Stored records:
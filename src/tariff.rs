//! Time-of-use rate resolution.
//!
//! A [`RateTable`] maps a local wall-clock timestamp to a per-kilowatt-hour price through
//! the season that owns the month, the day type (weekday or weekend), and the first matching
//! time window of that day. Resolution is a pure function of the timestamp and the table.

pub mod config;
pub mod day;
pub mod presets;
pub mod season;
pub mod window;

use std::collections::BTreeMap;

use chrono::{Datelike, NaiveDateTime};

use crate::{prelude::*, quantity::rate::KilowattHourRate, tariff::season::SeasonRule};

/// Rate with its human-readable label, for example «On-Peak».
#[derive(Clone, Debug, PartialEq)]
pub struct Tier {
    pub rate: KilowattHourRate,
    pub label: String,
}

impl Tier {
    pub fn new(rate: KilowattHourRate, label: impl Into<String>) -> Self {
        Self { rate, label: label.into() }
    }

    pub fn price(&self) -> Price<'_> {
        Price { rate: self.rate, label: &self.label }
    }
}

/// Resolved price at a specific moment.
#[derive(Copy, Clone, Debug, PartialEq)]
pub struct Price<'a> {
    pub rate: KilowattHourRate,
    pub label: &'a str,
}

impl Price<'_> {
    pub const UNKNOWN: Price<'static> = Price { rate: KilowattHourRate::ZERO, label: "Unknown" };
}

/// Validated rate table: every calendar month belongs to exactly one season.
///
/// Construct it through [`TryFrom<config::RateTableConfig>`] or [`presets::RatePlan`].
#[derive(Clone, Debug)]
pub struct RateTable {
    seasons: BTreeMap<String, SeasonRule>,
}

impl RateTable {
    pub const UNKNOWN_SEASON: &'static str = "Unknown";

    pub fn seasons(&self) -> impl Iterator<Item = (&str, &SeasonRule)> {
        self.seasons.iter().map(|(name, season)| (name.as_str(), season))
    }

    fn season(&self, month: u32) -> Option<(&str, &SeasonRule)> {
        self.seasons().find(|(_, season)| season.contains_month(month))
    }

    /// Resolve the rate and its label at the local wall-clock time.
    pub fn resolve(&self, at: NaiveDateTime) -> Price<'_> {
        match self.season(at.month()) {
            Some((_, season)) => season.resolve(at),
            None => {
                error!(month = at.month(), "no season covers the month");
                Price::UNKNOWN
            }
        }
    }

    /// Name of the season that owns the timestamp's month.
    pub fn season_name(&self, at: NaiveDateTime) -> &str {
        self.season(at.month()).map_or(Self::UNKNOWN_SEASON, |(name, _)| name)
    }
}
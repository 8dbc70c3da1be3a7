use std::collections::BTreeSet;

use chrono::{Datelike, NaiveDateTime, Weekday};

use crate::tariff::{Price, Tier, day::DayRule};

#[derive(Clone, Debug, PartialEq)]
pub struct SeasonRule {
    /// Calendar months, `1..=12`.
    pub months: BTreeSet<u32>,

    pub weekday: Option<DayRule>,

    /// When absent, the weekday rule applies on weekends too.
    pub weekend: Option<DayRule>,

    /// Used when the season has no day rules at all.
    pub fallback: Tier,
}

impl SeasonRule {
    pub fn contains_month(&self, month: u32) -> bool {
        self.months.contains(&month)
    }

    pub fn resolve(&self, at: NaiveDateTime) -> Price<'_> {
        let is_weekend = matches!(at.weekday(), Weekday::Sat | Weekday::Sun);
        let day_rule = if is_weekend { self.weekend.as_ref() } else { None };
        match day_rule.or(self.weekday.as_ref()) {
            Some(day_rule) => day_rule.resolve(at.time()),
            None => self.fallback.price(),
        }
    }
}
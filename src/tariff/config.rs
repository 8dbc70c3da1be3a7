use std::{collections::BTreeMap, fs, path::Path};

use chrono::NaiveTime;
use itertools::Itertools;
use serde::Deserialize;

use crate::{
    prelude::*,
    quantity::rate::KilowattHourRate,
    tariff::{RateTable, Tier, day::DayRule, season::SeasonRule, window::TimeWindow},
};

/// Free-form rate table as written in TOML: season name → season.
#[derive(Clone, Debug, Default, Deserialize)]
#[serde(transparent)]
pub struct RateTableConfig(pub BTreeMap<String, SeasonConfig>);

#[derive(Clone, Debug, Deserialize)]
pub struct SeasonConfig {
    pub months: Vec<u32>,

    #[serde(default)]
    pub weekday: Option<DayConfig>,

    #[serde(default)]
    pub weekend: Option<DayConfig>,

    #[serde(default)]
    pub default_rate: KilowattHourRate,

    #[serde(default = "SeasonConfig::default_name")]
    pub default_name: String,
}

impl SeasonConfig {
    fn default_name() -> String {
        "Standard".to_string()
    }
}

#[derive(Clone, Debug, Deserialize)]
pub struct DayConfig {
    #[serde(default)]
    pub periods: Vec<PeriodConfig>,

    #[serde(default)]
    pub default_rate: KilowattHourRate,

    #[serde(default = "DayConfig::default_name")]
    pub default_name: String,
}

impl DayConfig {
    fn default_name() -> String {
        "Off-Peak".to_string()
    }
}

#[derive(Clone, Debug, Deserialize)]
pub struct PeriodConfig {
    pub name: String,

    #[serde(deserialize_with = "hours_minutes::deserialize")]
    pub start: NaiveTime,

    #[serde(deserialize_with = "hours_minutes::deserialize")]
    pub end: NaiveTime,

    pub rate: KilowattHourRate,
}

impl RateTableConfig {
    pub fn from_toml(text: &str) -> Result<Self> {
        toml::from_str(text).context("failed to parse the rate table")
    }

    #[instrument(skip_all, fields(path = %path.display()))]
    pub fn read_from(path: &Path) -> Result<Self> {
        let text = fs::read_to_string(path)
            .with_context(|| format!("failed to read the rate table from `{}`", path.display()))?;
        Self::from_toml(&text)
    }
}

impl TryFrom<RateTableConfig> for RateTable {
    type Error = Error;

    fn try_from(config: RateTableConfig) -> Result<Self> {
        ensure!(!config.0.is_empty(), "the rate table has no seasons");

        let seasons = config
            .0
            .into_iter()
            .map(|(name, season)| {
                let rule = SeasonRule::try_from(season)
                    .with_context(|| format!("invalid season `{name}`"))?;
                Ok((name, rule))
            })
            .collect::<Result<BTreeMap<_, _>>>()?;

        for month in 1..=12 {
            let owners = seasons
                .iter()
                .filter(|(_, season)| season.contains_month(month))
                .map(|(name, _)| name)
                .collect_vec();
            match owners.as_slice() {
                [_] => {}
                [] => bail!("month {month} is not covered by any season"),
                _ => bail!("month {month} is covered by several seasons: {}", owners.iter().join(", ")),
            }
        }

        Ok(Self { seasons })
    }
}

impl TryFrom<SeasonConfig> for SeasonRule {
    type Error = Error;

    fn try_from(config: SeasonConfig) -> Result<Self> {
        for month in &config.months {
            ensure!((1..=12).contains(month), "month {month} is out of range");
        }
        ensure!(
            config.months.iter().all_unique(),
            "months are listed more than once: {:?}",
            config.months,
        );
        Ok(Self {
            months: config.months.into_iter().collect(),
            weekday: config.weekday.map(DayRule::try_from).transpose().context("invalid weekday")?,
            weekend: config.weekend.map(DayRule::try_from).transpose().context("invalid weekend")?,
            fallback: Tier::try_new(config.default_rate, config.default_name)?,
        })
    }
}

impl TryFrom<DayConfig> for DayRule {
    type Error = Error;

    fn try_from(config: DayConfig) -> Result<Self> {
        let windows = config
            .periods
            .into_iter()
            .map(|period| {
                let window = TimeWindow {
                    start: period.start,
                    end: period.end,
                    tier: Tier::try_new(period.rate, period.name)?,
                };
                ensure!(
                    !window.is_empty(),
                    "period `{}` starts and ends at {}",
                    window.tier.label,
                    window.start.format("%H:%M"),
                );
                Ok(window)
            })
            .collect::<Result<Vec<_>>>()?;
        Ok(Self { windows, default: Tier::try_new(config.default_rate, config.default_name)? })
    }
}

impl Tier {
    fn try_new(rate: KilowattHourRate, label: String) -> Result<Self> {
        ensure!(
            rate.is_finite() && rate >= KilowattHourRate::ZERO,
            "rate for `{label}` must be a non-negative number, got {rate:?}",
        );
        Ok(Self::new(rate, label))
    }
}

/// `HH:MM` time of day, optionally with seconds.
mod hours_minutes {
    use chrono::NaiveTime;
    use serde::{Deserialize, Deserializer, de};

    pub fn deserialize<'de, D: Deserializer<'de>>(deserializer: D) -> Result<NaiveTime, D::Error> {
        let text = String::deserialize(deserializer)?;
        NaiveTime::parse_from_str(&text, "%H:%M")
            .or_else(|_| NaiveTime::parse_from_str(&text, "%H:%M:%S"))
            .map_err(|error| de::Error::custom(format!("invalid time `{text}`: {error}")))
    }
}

**Exercise brief**
Could you restate, word for word, the lines above from the one with "Self::from_toml(&text)" to the one with "is not covered", both included?

**Output for this exercise**
        Self::from_toml(&text)
    }
}

impl TryFrom<RateTableConfig> for RateTable {
    type Error = Error;

    fn try_from(config: RateTableConfig) -> Result<Self> {
        ensure!(!config.0.is_empty(), "the rate table has no seasons");

        let seasons = config
            .0
            .into_iter()
            .map(|(name, season)| {
                let rule = SeasonRule::try_from(season)
                    .with_context(|| format!("invalid season `{name}`"))?;
                Ok((name, rule))
            })
            .collect::<Result<BTreeMap<_, _>>>()?;

        for month in 1..=12 {
            let owners = seasons
                .iter()
                .filter(|(_, season)| season.contains_month(month))
                .map(|(name, _)| name)
                .collect_vec();
            match owners.as_slice() {
                [_] => {}
                [] => bail!("month {month} is not covered by any season"),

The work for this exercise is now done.